Glutamate Electropolymerization on Carbon Increases Analytical Sensitivity to Dopamine and Serotonin: An Auspicious Phenomenon in Mice?

Carbon is the material of choice for electroanalysis of biological systems, being particularly applicable to neurotransmitter analysis as carbon fiber microelectrodes (CFMs). CFMs are most often applied to dopamine detection; however, the scope of CFM analysis has rapidly expanded over the last decade with our laboratory's focus being on improving serotonin detection at CFMs, which we achieved in the past Nafion modification.
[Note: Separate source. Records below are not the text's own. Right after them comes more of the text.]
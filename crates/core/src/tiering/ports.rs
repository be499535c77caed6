//! Port interfaces for loyalty tier data
//!
//! These traits define the boundaries between the tier logic and the
//! persistence of preferred-site relationships and tier snapshots.

use async_trait::async_trait;
use tidyhome_domain::{LoyaltyTierSnapshot, PreferredSiteRelationship, Result};

/// Trait for preferred-site relationship persistence
#[async_trait]
pub trait PreferredSiteRepository: Send + Sync {
    /// Number of sites where the worker currently holds preferred status
    async fn count_for_worker(&self, worker_id: &str) -> Result<u32>;

    /// Whether the worker is preferred at the given site
    async fn exists(&self, worker_id: &str, site_id: &str) -> Result<bool>;

    /// All relationships of a worker ordered by priority
    async fn list_for_worker(&self, worker_id: &str) -> Result<Vec<PreferredSiteRelationship>>;

    /// Create or update a relationship
    async fn upsert(&self, relationship: &PreferredSiteRelationship) -> Result<()>;

    /// Remove a worker from a site's preferred list; returns whether a row existed
    async fn remove(&self, worker_id: &str, site_id: &str) -> Result<bool>;
}

/// Trait for the per-worker tier snapshot
#[async_trait]
pub trait TierSnapshotRepository: Send + Sync {
    /// Stored snapshot, if the tier was ever calculated
    async fn get(&self, worker_id: &str) -> Result<Option<LoyaltyTierSnapshot>>;

    /// Insert or replace the worker's snapshot (last write wins)
    async fn upsert(&self, snapshot: &LoyaltyTierSnapshot) -> Result<()>;
}
//! Port interfaces for payouts
//!
//! The orchestrator reaches the payment processor and every table it writes
//! through these traits. Infra provides SQLite and HTTP adapters; tests use
//! in-memory fakes.

use std::collections::BTreeMap;

use async_trait::async_trait;
use serde::{Deserialize, Serialize};
use tidyhome_domain::{Job, LedgerEntry, PayeeAccount, Payout, Result, TidyHomeError};

/// Customer charge a transfer is linked to.
#[derive(Debug, Clone, PartialEq, Eq, Serialize, Deserialize)]
pub struct Charge {
    pub charge_id: String,
}

/// Funds movement from the platform balance to a worker's payee account.
#[derive(Debug, Clone, PartialEq, Eq, Serialize, Deserialize)]
pub struct TransferRequest {
    pub amount_cents: i64,
    pub currency: String,
    /// Payee account reference at the gateway.
    pub destination: String,
    pub linked_charge_id: String,
    /// Stable per (job, worker, attempt): runs racing on the same row send the
    /// same key, while a retry after a decline sends a fresh one.
    pub idempotency_key: String,
    pub metadata: BTreeMap<String, String>,
}

/// Accepted transfer.
#[derive(Debug, Clone, PartialEq, Eq, Serialize, Deserialize)]
pub struct Transfer {
    pub transfer_id: String,
}

/// Trait for the external payment processor
#[async_trait]
pub trait PaymentGateway: Send + Sync {
    /// Look up the customer charge behind a job
    async fn retrieve_charge(&self, charge_ref: &str) -> Result<Charge>;

    /// Move funds to a payee account
    async fn transfer(&self, request: &TransferRequest) -> Result<Transfer>;
}

/// Trait for payout row persistence
#[async_trait]
pub trait PayoutRepository: Send + Sync {
    /// Payout for a (job, worker) pair, if one was ever written
    async fn find(&self, job_id: &str, worker_id: &str) -> Result<Option<Payout>>;

    /// Insert the payout, or overwrite the existing non-completed row for the
    /// same (job, worker) pair. Returns the stored row, which keeps the id and
    /// `created_at` of an existing row.
    async fn upsert_processing(&self, payout: &Payout) -> Result<Payout>;

    /// Transition a payout to `completed` if the state machine allows it.
    /// Returns whether this call made the transition; `false` means another
    /// run already completed the row. `NotFound` when the row is missing.
    async fn mark_completed(
        &self,
        payout_id: &str,
        transfer_id: &str,
        paid_at: i64,
    ) -> Result<bool>;

    /// Transition a `processing` payout to `failed`, recording the error. A
    /// definitive decline also moves the row to its next transfer attempt.
    async fn mark_failed(
        &self,
        payout_id: &str,
        error: &TidyHomeError,
        failed_at: i64,
    ) -> Result<bool>;

    /// All payouts of a job
    async fn list_for_job(&self, job_id: &str) -> Result<Vec<Payout>>;
}

/// Trait for worker payee accounts
#[async_trait]
pub trait PayeeAccountRepository: Send + Sync {
    /// Linked account, if the worker finished onboarding
    async fn find(&self, worker_id: &str) -> Result<Option<PayeeAccount>>;

    /// Link or replace the worker's payee account
    async fn upsert(&self, account: &PayeeAccount) -> Result<()>;
}

/// Trait for the append-only transaction ledger
#[async_trait]
pub trait LedgerRepository: Send + Sync {
    /// Append entries atomically
    async fn append(&self, entries: &[LedgerEntry]) -> Result<()>;

    /// Entries written for a job, oldest first
    async fn list_for_job(&self, job_id: &str) -> Result<Vec<LedgerEntry>>;
}

/// Trait for completed-job lookup
#[async_trait]
pub trait JobRepository: Send + Sync {
    /// Job by id
    async fn find_job(&self, job_id: &str) -> Result<Option<Job>>;

    /// Worker ids assigned to the job, in assignment order
    async fn assigned_workers(&self, job_id: &str) -> Result<Vec<String>>;
}
//! # TidyHome Infrastructure
//!
//! Infrastructure implementations of core domain ports.
//!
//! This crate contains:
//! - SQLite repositories for tiers, fees, payouts, the ledger and jobs
//! - The HTTP payment gateway adapter
//! - HTTP client with retries
//! - Configuration loading from environment and files
//!
//! ## Architecture
//! - Implements traits defined in `tidyhome-core`
//! - Maps driver errors into `TidyHomeError` at the boundary
//! - Contains all "impure" code (I/O, network)

pub mod config;
pub mod database;
pub mod errors;
pub mod gateway;
pub mod http;

// Re-export commonly used items
pub use database::*;
pub use errors::{to_domain, InfraError};
pub use gateway::HttpPaymentGateway;
pub use http::{HttpClient, HttpClientBuilder, RetryPolicy};
//! Preferred-home bonus applied to the platform fee

pub mod engine;

pub use engine::{split_with_tier, split_without_bonus, BonusEngine};
//! Database connection manager backed by an r2d2 SQLite pool.

use std::path::{Path, PathBuf};

use rusqlite::params;
use tidyhome_domain::{DatabaseConfig, Result};
use tracing::info;

use super::sqlite_pool::{create_sqlite_pool, SqliteConnection, SqlitePool, SqlitePoolConfig};
use crate::errors::to_domain;

const SCHEMA_VERSION: i32 = 1;
const SCHEMA_SQL: &str = include_str!("schema.sql");

/// Database manager that wraps a [`SqlitePool`].
pub struct DbManager {
    pool: SqlitePool,
    path: PathBuf,
}

impl DbManager {
    /// Create a new manager with the given pool size.
    pub fn new<P: AsRef<Path>>(db_path: P, pool_size: u32) -> Result<Self> {
        let path = db_path.as_ref().to_path_buf();
        let config = SqlitePoolConfig { max_size: pool_size.max(1), ..SqlitePoolConfig::default() };

        let pool = create_sqlite_pool(&path, config)?;

        info!(
            db_path = %path.display(),
            max_connections = pool.max_size(),
            "sqlite pool initialised"
        );

        Ok(Self { pool, path })
    }

    /// Open the database described by the application config.
    pub fn from_config(config: &DatabaseConfig) -> Result<Self> {
        Self::new(&config.path, config.pool_size)
    }

    /// Borrow the underlying pool.
    pub fn pool(&self) -> &SqlitePool {
        &self.pool
    }

    /// Acquire a connection from the pool.
    pub fn get_connection(&self) -> Result<SqliteConnection> {
        self.pool.get().map_err(to_domain)
    }

    /// Ensure the full schema exists on the current database.
    pub fn run_migrations(&self) -> Result<()> {
        let conn = self.get_connection()?;
        create_schema(&conn)?;
        Ok(())
    }

    /// Return the configured database path.
    pub fn path(&self) -> &Path {
        &self.path
    }

    /// Verify the database is reachable and answering queries.
    pub fn health_check(&self) -> Result<()> {
        let conn = self.get_connection()?;
        conn.query_row("SELECT 1", params![], |row| row.get::<_, i32>(0)).map_err(to_domain)?;
        Ok(())
    }
}

fn create_schema(conn: &SqliteConnection) -> Result<()> {
    conn.execute_batch(SCHEMA_SQL).map_err(to_domain)?;
    conn.execute(
        "INSERT OR IGNORE INTO schema_version (version, applied_at)
         VALUES (?, CAST(strftime('%s','now') AS INTEGER))",
        params![SCHEMA_VERSION],
    )
    .map_err(to_domain)?;
    Ok(())
}

#[cfg(test)]
mod tests {
    use tempfile::TempDir;

    use super::*;

    #[test]
    fn migrations_create_schema_version() {
        let temp_dir = TempDir::new().expect("temp dir created");
        let db_path = temp_dir.path().join("test.db");

        let manager = DbManager::new(&db_path, 4).expect("manager created");
        manager.run_migrations().expect("migrations run");
        // second run is a no-op
        manager.run_migrations().expect("migrations rerun");

        let conn = manager.get_connection().expect("connection acquired");
        let version: i32 =
            conn.query_row("SELECT version FROM schema_version", [], |row| row.get(0)).unwrap();
        assert_eq!(version, SCHEMA_VERSION);
    }

    #[test]
    fn health_check_succeeds_for_valid_database() {
        let temp_dir = TempDir::new().expect("temp dir created");
        let manager = DbManager::new(temp_dir.path().join("test.db"), 2).expect("manager created");

        manager.health_check().expect("health check passed");
    }
}
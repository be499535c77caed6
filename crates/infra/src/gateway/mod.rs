//! Payment gateway adapter
//!
//! Implements the core `PaymentGateway` port over a Stripe-compatible REST
//! API (form-encoded requests, bearer authentication, idempotency keys).

pub mod client;
mod types;

pub use client::HttpPaymentGateway;
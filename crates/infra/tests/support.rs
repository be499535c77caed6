//! Shared fixtures for infra integration tests.

#![allow(dead_code)]

use std::sync::{Arc, Once};

use tempfile::TempDir;
use tidyhome_domain::{
    Job, PayeeAccount, PreferenceLevel, PreferredSiteRelationship, RelationshipSource,
};
use tidyhome_infra::database::DbManager;

static TRACING: Once = Once::new();

/// Route `tracing` output through the test harness so it shows up for
/// failing tests only.
pub fn init_tracing() {
    TRACING.call_once(|| {
        let _ = tracing_subscriber::fmt()
            .with_env_filter(tracing_subscriber::EnvFilter::new("tidyhome=debug"))
            .with_test_writer()
            .try_init();
    });
}

/// Temporary database with migrations applied. The directory lives as long
/// as the harness.
pub struct DbHarness {
    _temp_dir: TempDir,
    pub manager: Arc<DbManager>,
}

impl DbHarness {
    pub fn new() -> Self {
        init_tracing();
        let temp_dir = TempDir::new().expect("temporary directory should be created");
        let db_path = temp_dir.path().join("payouts.db");

        let manager =
            Arc::new(DbManager::new(&db_path, 4).expect("database manager should initialise"));
        manager.run_migrations().expect("schema migrations should apply");

        Self { _temp_dir: temp_dir, manager }
    }

    /// Execute raw SQL against the database.
    pub fn execute(&self, sql: &str) -> rusqlite::Result<usize> {
        let conn = self.manager.get_connection().expect("connection should be available");
        conn.execute(sql, [])
    }
}

pub fn relationship(worker_id: &str, site_id: &str) -> PreferredSiteRelationship {
    PreferredSiteRelationship {
        worker_id: worker_id.to_string(),
        site_id: site_id.to_string(),
        level: PreferenceLevel::Favorite,
        priority: 2,
        source: RelationshipSource::Review,
        created_at: 1_700_000_000,
    }
}

pub fn account(worker_id: &str) -> PayeeAccount {
    PayeeAccount { worker_id: worker_id.to_string(), account_ref: format!("acct_{worker_id}") }
}

pub fn job(id: &str, site_id: &str, business_id: Option<&str>, amount_charged_cents: i64) -> Job {
    Job {
        id: id.to_string(),
        site_id: site_id.to_string(),
        business_id: business_id.map(str::to_string),
        amount_charged_cents,
        currency: "usd".to_string(),
        charge_ref: Some(format!("pi_{id}")),
    }
}
//! Application context - dependency injection container

use std::sync::Arc;

use tidyhome_core::{
    BonusEngine, ConfigStore, FeeTierQualifier, LoyaltyTierService, OrchestratorSettings,
    PayeeAccountRepository, PaymentGateway, PayoutDependencies, PayoutOrchestrator,
    PayoutRepository, PreferredSiteRepository,
};
use tidyhome_domain::{Config, Result};
use tidyhome_infra::{
    config, DbManager, HttpPaymentGateway, SqliteConfigStore, SqliteJobRepository,
    SqliteLedgerRepository, SqlitePayeeAccountRepository, SqlitePayoutRepository,
    SqlitePreferredSiteRepository, SqliteTierSnapshotRepository, SqliteVolumeStatsRepository,
};
use tracing::info;

/// Type alias for configuration store port trait object
type DynConfigStore = dyn ConfigStore + Send + Sync + 'static;

/// Type alias for preferred-site repository port trait object
type DynPreferredSiteRepository = dyn PreferredSiteRepository + Send + Sync + 'static;

/// Type alias for payee account repository port trait object
type DynPayeeAccountRepository = dyn PayeeAccountRepository + Send + Sync + 'static;

/// Type alias for payout repository port trait object
type DynPayoutRepository = dyn PayoutRepository + Send + Sync + 'static;

/// Application context - holds all services and dependencies
pub struct AppContext {
    pub config: Config,
    pub db: Arc<DbManager>,

    // Ports
    pub config_store: Arc<DynConfigStore>,
    pub preferred_sites: Arc<DynPreferredSiteRepository>,
    pub payee_accounts: Arc<DynPayeeAccountRepository>,
    pub payouts: Arc<DynPayoutRepository>,
    pub jobs: Arc<SqliteJobRepository>,
    pub ledger: Arc<SqliteLedgerRepository>,

    // Services
    pub tiers: Arc<LoyaltyTierService>,
    pub fees: Arc<FeeTierQualifier>,
    pub orchestrator: Arc<PayoutOrchestrator>,
}

impl AppContext {
    /// Load configuration from the environment (or a config file) and build
    /// the context.
    pub fn from_env() -> Result<Self> {
        Self::new(config::load()?)
    }

    /// Build the context with the HTTP payment gateway described by `config`.
    pub fn new(config: Config) -> Result<Self> {
        let gateway = Arc::new(HttpPaymentGateway::from_config(&config.gateway)?);
        Self::with_gateway(config, gateway)
    }

    /// Build the context around an already constructed gateway.
    pub fn with_gateway(config: Config, gateway: Arc<dyn PaymentGateway>) -> Result<Self> {
        let db = Arc::new(DbManager::from_config(&config.database)?);
        db.run_migrations()?;

        let config_store = Arc::new(SqliteConfigStore::new(Arc::clone(&db)));
        let preferred_sites = Arc::new(SqlitePreferredSiteRepository::new(Arc::clone(&db)));
        let snapshots = Arc::new(SqliteTierSnapshotRepository::new(Arc::clone(&db)));
        let payee_accounts = Arc::new(SqlitePayeeAccountRepository::new(Arc::clone(&db)));
        let payouts = Arc::new(SqlitePayoutRepository::new(Arc::clone(&db)));
        let jobs = Arc::new(SqliteJobRepository::new(Arc::clone(&db)));
        let ledger = Arc::new(SqliteLedgerRepository::new(Arc::clone(&db)));
        let volume = Arc::new(SqliteVolumeStatsRepository::new(Arc::clone(&db)));

        let tiers = Arc::new(LoyaltyTierService::new(
            preferred_sites.clone(),
            snapshots,
            config_store.clone(),
        ));
        let fees = Arc::new(FeeTierQualifier::new(config_store.clone(), volume.clone()));
        let bonus = Arc::new(BonusEngine::new(preferred_sites.clone(), Arc::clone(&tiers)));

        let deps = PayoutDependencies {
            jobs: jobs.clone(),
            payouts: payouts.clone(),
            payee_accounts: payee_accounts.clone(),
            ledger: ledger.clone(),
            volume,
            gateway,
            bonus,
            fees: Arc::clone(&fees),
        };
        let settings = OrchestratorSettings {
            max_concurrency: config.payouts.max_concurrency,
            gateway_timeout: config.gateway.call_deadline(),
            default_currency: config.payouts.currency.clone(),
        };
        let orchestrator = Arc::new(PayoutOrchestrator::new(deps, settings));

        info!(
            db_path = %db.path().display(),
            max_concurrency = config.payouts.max_concurrency,
            "application context ready"
        );

        Ok(Self {
            config,
            db,
            config_store,
            preferred_sites,
            payee_accounts,
            payouts,
            jobs,
            ledger,
            tiers,
            fees,
            orchestrator,
        })
    }

    /// Verify the database answers queries.
    pub fn health_check(&self) -> Result<()> {
        self.db.health_check()
    }
}
//! SQLite-backed payouts.
//!
//! `UNIQUE(job_id, worker_id)` keeps one row per worker per job. The upsert
//! leaves completed rows untouched, and status changes are conditional
//! updates guarded by the payout state machine, so exactly one run wins the
//! move to `completed` however many processes race for it.

use std::sync::Arc;

use async_trait::async_trait;
use rusqlite::{params, Connection, OptionalExtension, Row};
use tidyhome_core::PayoutRepository;
use tidyhome_domain::{
    rotates_key, Payout, PayoutStatus, Result as DomainResult, TidyHomeError,
};
use tracing::debug;

use super::blocking::{decimal_column, enum_column, optional_enum_column, with_connection};
use super::manager::DbManager;

const PAYOUT_COLUMNS: &str = "id, job_id, worker_id, amount_cents, platform_fee_cents, currency,
    status, is_preferred_home_job, preferred_bonus_applied, preferred_bonus_percent,
    preferred_bonus_amount_cents, tier_at_payout, payout_priority, expected_payout_hours,
    transfer_id, failure_reason, created_at, updated_at, paid_at, attempt";

pub struct SqlitePayoutRepository {
    db: Arc<DbManager>,
}

impl SqlitePayoutRepository {
    pub fn new(db: Arc<DbManager>) -> Self {
        Self { db }
    }
}

#[async_trait]
impl PayoutRepository for SqlitePayoutRepository {
    async fn find(&self, job_id: &str, worker_id: &str) -> DomainResult<Option<Payout>> {
        let (job_id, worker_id) = (job_id.to_string(), worker_id.to_string());
        with_connection(&self.db, move |conn| query_payout(conn, &job_id, &worker_id)).await
    }

    async fn upsert_processing(&self, payout: &Payout) -> DomainResult<Payout> {
        let payout = payout.clone();
        let (job_id, worker_id) = (payout.job_id.clone(), payout.worker_id.clone());

        let stored = with_connection(&self.db, move |conn| {
            let tx = conn.transaction()?;
            let changed = upsert_payout(&tx, &payout)?;
            let stored = query_payout(&tx, &payout.job_id, &payout.worker_id)?;
            tx.commit()?;
            Ok((changed, stored))
        })
        .await?;

        match stored {
            (changed, Some(row)) => {
                debug!(payout_id = %row.id, status = %row.status, changed, "payout upserted");
                Ok(row)
            }
            (_, None) => Err(TidyHomeError::Internal(format!(
                "payout for job {job_id} worker {worker_id} missing after upsert"
            ))),
        }
    }

    async fn mark_completed(
        &self,
        payout_id: &str,
        transfer_id: &str,
        paid_at: i64,
    ) -> DomainResult<bool> {
        let (id, transfer_id) = (payout_id.to_string(), transfer_id.to_string());
        let sql = format!(
            "UPDATE payouts
             SET status = 'completed', transfer_id = ?2, failure_reason = NULL,
                 updated_at = ?3, paid_at = ?3
             WHERE id = ?1 AND status IN ({})",
            source_states(PayoutStatus::Completed)
        );
        let outcome = with_connection(&self.db, move |conn| {
            let updated = conn.execute(&sql, params![id, transfer_id, paid_at])?;
            transition_outcome(conn, &id, updated)
        })
        .await?;
        won_or_missing(outcome, payout_id)
    }

    async fn mark_failed(
        &self,
        payout_id: &str,
        error: &TidyHomeError,
        failed_at: i64,
    ) -> DomainResult<bool> {
        let (id, reason) = (payout_id.to_string(), error.to_string());
        let next_attempt = u32::from(rotates_key(error));
        let sql = format!(
            "UPDATE payouts
             SET status = 'failed', failure_reason = ?2, updated_at = ?3, attempt = attempt + ?4
             WHERE id = ?1 AND status IN ({})",
            source_states(PayoutStatus::Failed)
        );
        let outcome = with_connection(&self.db, move |conn| {
            let updated = conn.execute(&sql, params![id, reason, failed_at, next_attempt])?;
            transition_outcome(conn, &id, updated)
        })
        .await?;
        won_or_missing(outcome, payout_id)
    }

    async fn list_for_job(&self, job_id: &str) -> DomainResult<Vec<Payout>> {
        let job_id = job_id.to_string();
        with_connection(&self.db, move |conn| {
            let sql = format!(
                "SELECT {PAYOUT_COLUMNS} FROM payouts WHERE job_id = ?1 ORDER BY created_at, id"
            );
            let mut stmt = conn.prepare(&sql)?;
            let rows = stmt.query_map(params![job_id], map_payout)?;
            rows.collect()
        })
        .await
    }
}

/// `'processing', 'failed'` for `completed`; the SQL form of the guard.
fn source_states(next: PayoutStatus) -> String {
    PayoutStatus::sources_of(next).map(|from| format!("'{from}'")).collect::<Vec<_>>().join(", ")
}

fn won_or_missing(outcome: Option<bool>, payout_id: &str) -> DomainResult<bool> {
    outcome.ok_or_else(|| TidyHomeError::NotFound(format!("payout {payout_id}")))
}

// ============================================================================
// Synchronous SQL Operations (called inside spawn_blocking)
// ============================================================================

/// `Some(true)` when this update moved the row, `Some(false)` when the row
/// exists but was already past the transition, `None` when it is missing.
fn transition_outcome(
    conn: &Connection,
    payout_id: &str,
    updated: usize,
) -> rusqlite::Result<Option<bool>> {
    if updated > 0 {
        return Ok(Some(true));
    }
    let exists: bool = conn.query_row(
        "SELECT EXISTS(SELECT 1 FROM payouts WHERE id = ?1)",
        params![payout_id],
        |row| row.get(0),
    )?;
    Ok(exists.then_some(false))
}

fn query_payout(
    conn: &Connection,
    job_id: &str,
    worker_id: &str,
) -> rusqlite::Result<Option<Payout>> {
    let sql = format!("SELECT {PAYOUT_COLUMNS} FROM payouts WHERE job_id = ?1 AND worker_id = ?2");
    conn.query_row(&sql, params![job_id, worker_id], map_payout).optional()
}

/// Insert or refresh a non-completed row; returns the number of rows written.
///
/// A refreshed row keeps its id and attempt, so a run picking up an
/// interrupted `processing` row re-sends the same idempotency key.
fn upsert_payout(conn: &Connection, payout: &Payout) -> rusqlite::Result<usize> {
    conn.execute(
        "INSERT INTO payouts (id, job_id, worker_id, amount_cents, platform_fee_cents, currency,
                status, is_preferred_home_job, preferred_bonus_applied, preferred_bonus_percent,
                preferred_bonus_amount_cents, tier_at_payout, payout_priority,
                expected_payout_hours, transfer_id, failure_reason, created_at, updated_at, paid_at,
                attempt)
         VALUES (?1, ?2, ?3, ?4, ?5, ?6, ?7, ?8, ?9, ?10, ?11, ?12, ?13, ?14, NULL, NULL, ?15, ?16,
                 NULL, ?17)
         ON CONFLICT(job_id, worker_id) DO UPDATE SET
            amount_cents = excluded.amount_cents,
            platform_fee_cents = excluded.platform_fee_cents,
            currency = excluded.currency,
            status = excluded.status,
            is_preferred_home_job = excluded.is_preferred_home_job,
            preferred_bonus_applied = excluded.preferred_bonus_applied,
            preferred_bonus_percent = excluded.preferred_bonus_percent,
            preferred_bonus_amount_cents = excluded.preferred_bonus_amount_cents,
            tier_at_payout = excluded.tier_at_payout,
            payout_priority = excluded.payout_priority,
            expected_payout_hours = excluded.expected_payout_hours,
            transfer_id = NULL,
            failure_reason = NULL,
            updated_at = excluded.updated_at,
            paid_at = NULL
         WHERE payouts.status != 'completed'",
        params![
            payout.id,
            payout.job_id,
            payout.worker_id,
            payout.amount_cents,
            payout.platform_fee_cents,
            payout.currency,
            payout.status.to_string(),
            payout.is_preferred_home_job,
            payout.preferred_bonus_applied,
            payout.preferred_bonus_percent.to_string(),
            payout.preferred_bonus_amount_cents,
            payout.tier_at_payout.map(|tier| tier.to_string()),
            payout.payout_priority.to_string(),
            payout.expected_payout_hours,
            payout.created_at,
            payout.updated_at,
            payout.attempt,
        ],
    )
}

fn map_payout(row: &Row<'_>) -> rusqlite::Result<Payout> {
    Ok(Payout {
        id: row.get(0)?,
        job_id: row.get(1)?,
        worker_id: row.get(2)?,
        amount_cents: row.get(3)?,
        platform_fee_cents: row.get(4)?,
        currency: row.get(5)?,
        status: enum_column(row, 6)?,
        is_preferred_home_job: row.get(7)?,
        preferred_bonus_applied: row.get(8)?,
        preferred_bonus_percent: decimal_column(row, 9)?,
        preferred_bonus_amount_cents: row.get(10)?,
        tier_at_payout: optional_enum_column(row, 11)?,
        payout_priority: enum_column(row, 12)?,
        expected_payout_hours: row.get(13)?,
        transfer_id: row.get(14)?,
        failure_reason: row.get(15)?,
        created_at: row.get(16)?,
        updated_at: row.get(17)?,
        paid_at: row.get(18)?,
        attempt: row.get(19)?,
    })
}
//! Platform fee configuration and business volume types

use rust_decimal::Decimal;
use rust_decimal_macros::dec;
use serde::{Deserialize, Serialize};

use crate::impl_domain_status_conversions;

/// Platform fee percentages and the large-business qualification rule.
#[derive(Debug, Clone, PartialEq, Eq, Serialize, Deserialize)]
pub struct FeeConfig {
    /// Fee for jobs performed by independent contractors.
    pub individual_fee_percent: Decimal,
    /// Fee for jobs performed under a business-owner account.
    pub business_fee_percent: Decimal,
    /// Discounted fee for businesses meeting the volume threshold.
    pub large_business_fee_percent: Decimal,
    /// Completed jobs required within the lookback window.
    pub large_business_threshold: u32,
    /// Number of calendar months (including the current one) to sum.
    pub lookback_months: u32,
}

/// Fee configuration used when the configuration store has no row.
pub const DEFAULT_FEE_CONFIG: FeeConfig = FeeConfig {
    individual_fee_percent: dec!(10),
    business_fee_percent: dec!(15),
    large_business_fee_percent: dec!(12),
    large_business_threshold: 50,
    lookback_months: 1,
};

impl Default for FeeConfig {
    fn default() -> Self {
        DEFAULT_FEE_CONFIG
    }
}

/// Which fee schedule produced a fee percentage.
#[derive(Debug, Clone, Copy, PartialEq, Eq, Serialize, Deserialize)]
#[serde(rename_all = "snake_case")]
pub enum FeeTier {
    Individual,
    Standard,
    LargeBusiness,
}

impl_domain_status_conversions!(FeeTier {
    Individual => "individual",
    Standard => "standard",
    LargeBusiness => "large_business",
});

/// Fee decision for one payout run.
#[derive(Debug, Clone, PartialEq, Eq, Serialize, Deserialize)]
#[serde(rename_all = "camelCase")]
pub struct BusinessFee {
    pub fee_percent: Decimal,
    pub fee_tier: FeeTier,
    pub qualifies: bool,
    /// Completed jobs still missing to reach the large-business tier.
    pub cleanings_needed: u32,
}

/// Completed-job volume of one business in one calendar month.
#[derive(Debug, Clone, PartialEq, Eq, Serialize, Deserialize)]
#[serde(rename_all = "camelCase")]
pub struct VolumeStats {
    pub business_id: String,
    /// Calendar month formatted as `YYYY-MM`.
    pub month: String,
    pub completed_jobs: u32,
    pub revenue_cents: i64,
    pub updated_at: i64,
}
//! Punto Banco rule engine: modulo-10 scoring, the third-card tableau,
//! commission settlement and a shoe-owning table.

mod draw;
mod round;
mod rules;
mod score;
mod settlement;
mod table;

pub use draw::{banker_draws, player_draws};
pub use round::{play_round, RoundOutcome, RoundPhase};
pub use rules::{TableRules, MAX_CARDS_PER_ROUND};
pub use score::{card_value, hand_total, is_natural};
pub use settlement::{settle, Bet, BetTarget, Winner, BANKER_PAYOUT, PLAYER_PAYOUT, TIE_PAYOUT};
pub use table::{BettingOptions, Bettor, RoundReport, Table};
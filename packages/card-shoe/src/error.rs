use thiserror::Error;

#[derive(Error, Debug, Clone, Copy, PartialEq, Eq)]
pub enum ShoeError {
    /// Raised when a draw is attempted after the reshuffle check was skipped.
    #[error("The shoe is empty ({deck_count} deck shoe); it should have been reshuffled before drawing")]
    Empty { deck_count: u8 },
}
We began this present work by seeking to optimize this modification to gain increased analytical sensitivity toward serotonin under the assumption that exposure of bare carbon to the environment rapidly deteriorates analytical performance. However, we were unable to experimentally verify this assumption and found that electrodes that had been exposed to the environment were more sensitive to evoked and ambient dopamine. We hypothesized that high concentrations of ambient extracellular glutamate could polymerize with a negative charge onto CFMs and facilitate response to dopamine. We verified this polymerization electrochemically and characterized the mechanisms of deposition with micro- and nano-imaging. Importantly, we identified that the application of 1.3 V as a positive upper waveform limit is a crucial factor for facilitating glutamate polymerization, thus improving analytical performance. Critically, information gained from these dopamine studies were extended to an environment where a 2-fold increase in sensitivity to evoked serotonin was achieved. Thus, we present here the novel finding that innate aspects of the environment are auspicious for detection of dopamine and serotonin at carbon fibers, offering a solution to our goal of an improved fast-scan cyclic voltammetry serotonin detection paradigm.